Stored data
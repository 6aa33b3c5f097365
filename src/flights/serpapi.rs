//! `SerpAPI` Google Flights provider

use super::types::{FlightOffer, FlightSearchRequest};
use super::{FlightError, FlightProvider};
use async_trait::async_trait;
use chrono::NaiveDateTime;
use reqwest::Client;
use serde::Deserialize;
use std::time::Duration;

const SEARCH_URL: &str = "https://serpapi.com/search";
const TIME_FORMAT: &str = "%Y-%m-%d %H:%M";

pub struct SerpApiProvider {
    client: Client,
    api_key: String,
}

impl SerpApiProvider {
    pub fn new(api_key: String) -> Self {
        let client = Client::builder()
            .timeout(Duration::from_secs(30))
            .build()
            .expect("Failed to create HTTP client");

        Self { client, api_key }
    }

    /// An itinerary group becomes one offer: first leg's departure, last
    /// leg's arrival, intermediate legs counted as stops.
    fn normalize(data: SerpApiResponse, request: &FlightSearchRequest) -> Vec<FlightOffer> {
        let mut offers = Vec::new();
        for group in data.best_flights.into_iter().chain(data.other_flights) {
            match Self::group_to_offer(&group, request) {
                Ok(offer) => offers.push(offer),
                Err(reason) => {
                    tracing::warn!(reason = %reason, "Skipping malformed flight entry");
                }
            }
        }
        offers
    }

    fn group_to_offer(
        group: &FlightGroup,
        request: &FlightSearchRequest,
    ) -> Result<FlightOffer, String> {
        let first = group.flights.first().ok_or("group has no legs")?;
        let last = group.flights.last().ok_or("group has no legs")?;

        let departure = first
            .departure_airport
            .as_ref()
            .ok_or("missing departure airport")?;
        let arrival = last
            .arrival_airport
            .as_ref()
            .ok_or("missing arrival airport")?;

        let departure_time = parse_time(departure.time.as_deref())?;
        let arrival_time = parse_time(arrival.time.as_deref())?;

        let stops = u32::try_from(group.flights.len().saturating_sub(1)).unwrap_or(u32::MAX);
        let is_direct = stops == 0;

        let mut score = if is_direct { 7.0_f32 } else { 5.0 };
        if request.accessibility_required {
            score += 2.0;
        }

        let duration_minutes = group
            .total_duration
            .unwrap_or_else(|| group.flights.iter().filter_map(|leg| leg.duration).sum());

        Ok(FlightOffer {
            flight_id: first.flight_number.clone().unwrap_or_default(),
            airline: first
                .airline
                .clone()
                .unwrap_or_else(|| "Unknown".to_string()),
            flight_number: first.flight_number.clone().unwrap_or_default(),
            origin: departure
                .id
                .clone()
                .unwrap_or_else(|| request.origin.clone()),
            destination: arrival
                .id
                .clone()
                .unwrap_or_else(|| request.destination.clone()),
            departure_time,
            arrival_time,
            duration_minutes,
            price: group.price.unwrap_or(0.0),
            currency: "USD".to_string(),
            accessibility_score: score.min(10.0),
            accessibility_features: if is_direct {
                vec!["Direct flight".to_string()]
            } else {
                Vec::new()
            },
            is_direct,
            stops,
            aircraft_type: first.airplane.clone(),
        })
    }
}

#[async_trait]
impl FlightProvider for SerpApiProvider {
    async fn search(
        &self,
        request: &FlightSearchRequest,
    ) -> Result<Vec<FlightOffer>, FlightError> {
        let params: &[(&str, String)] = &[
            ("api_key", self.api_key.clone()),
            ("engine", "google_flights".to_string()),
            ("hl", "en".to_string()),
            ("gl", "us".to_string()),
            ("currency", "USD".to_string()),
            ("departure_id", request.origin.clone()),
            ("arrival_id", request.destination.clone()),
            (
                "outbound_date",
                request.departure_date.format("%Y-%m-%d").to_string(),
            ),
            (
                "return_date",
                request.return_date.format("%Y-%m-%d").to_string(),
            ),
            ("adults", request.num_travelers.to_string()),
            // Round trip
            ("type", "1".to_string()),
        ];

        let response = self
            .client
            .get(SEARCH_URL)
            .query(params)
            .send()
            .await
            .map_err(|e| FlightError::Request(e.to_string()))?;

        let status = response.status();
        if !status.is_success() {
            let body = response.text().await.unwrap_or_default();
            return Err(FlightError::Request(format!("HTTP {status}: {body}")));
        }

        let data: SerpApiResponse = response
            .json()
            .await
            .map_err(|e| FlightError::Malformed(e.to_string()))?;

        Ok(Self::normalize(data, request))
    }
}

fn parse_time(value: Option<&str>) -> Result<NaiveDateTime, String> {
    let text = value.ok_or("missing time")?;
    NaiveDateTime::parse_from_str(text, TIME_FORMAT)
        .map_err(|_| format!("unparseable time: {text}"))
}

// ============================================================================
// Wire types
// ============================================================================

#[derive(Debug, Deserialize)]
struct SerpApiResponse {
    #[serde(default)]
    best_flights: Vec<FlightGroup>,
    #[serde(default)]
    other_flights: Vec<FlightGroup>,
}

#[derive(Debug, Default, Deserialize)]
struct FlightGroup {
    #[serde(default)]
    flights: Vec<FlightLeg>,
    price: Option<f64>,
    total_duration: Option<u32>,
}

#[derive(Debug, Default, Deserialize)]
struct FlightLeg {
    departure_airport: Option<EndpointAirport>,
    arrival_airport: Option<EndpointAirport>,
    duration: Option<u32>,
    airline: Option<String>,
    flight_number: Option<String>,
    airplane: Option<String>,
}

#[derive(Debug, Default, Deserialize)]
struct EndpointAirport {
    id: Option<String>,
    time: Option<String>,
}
--
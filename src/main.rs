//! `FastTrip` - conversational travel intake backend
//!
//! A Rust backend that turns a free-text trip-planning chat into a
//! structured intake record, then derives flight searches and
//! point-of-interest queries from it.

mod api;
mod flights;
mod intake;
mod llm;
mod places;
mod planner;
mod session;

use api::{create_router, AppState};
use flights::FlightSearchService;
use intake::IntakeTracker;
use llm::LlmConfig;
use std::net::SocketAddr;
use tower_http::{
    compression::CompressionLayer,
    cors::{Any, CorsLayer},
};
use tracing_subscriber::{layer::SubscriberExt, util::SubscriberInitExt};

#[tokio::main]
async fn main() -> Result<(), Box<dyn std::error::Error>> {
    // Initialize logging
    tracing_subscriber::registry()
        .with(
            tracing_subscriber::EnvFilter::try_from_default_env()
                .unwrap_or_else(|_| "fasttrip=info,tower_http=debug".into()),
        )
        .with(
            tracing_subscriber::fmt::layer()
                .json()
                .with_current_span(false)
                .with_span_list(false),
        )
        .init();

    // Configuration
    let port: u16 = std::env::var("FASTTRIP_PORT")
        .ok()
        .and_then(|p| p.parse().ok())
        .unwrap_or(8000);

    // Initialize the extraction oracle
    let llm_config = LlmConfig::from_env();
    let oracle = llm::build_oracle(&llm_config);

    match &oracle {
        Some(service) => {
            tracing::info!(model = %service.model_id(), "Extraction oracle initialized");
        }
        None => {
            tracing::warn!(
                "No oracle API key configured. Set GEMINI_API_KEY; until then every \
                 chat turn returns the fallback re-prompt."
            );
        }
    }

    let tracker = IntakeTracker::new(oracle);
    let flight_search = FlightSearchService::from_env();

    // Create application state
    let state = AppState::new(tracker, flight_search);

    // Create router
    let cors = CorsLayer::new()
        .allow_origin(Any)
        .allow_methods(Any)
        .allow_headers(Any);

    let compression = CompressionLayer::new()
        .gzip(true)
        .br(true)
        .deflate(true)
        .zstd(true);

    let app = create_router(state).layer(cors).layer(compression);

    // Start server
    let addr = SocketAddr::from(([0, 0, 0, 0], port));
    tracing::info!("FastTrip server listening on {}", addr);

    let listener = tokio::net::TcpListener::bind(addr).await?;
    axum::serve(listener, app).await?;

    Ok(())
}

[WHAT IS NEEDED] Among the lines above, repeat exactly those from the line with "use std::net::SocketAddr;" to the line with "tracing_subscriber::fmt::layer()", counting both ends.

[RESULT OF THE EXERCISE]
use std::net::SocketAddr;
use tower_http::{
    compression::CompressionLayer,
    cors::{Any, CorsLayer},
};
use tracing_subscriber::{layer::SubscriberExt, util::SubscriberInitExt};

#[tokio::main]
async fn main() -> Result<(), Box<dyn std::error::Error>> {
    // Initialize logging
    tracing_subscriber::registry()
        .with(
            tracing_subscriber::EnvFilter::try_from_default_env()
                .unwrap_or_else(|_| "fasttrip=info,tower_http=debug".into()),
        )
        .with(
            tracing_subscriber::fmt::layer()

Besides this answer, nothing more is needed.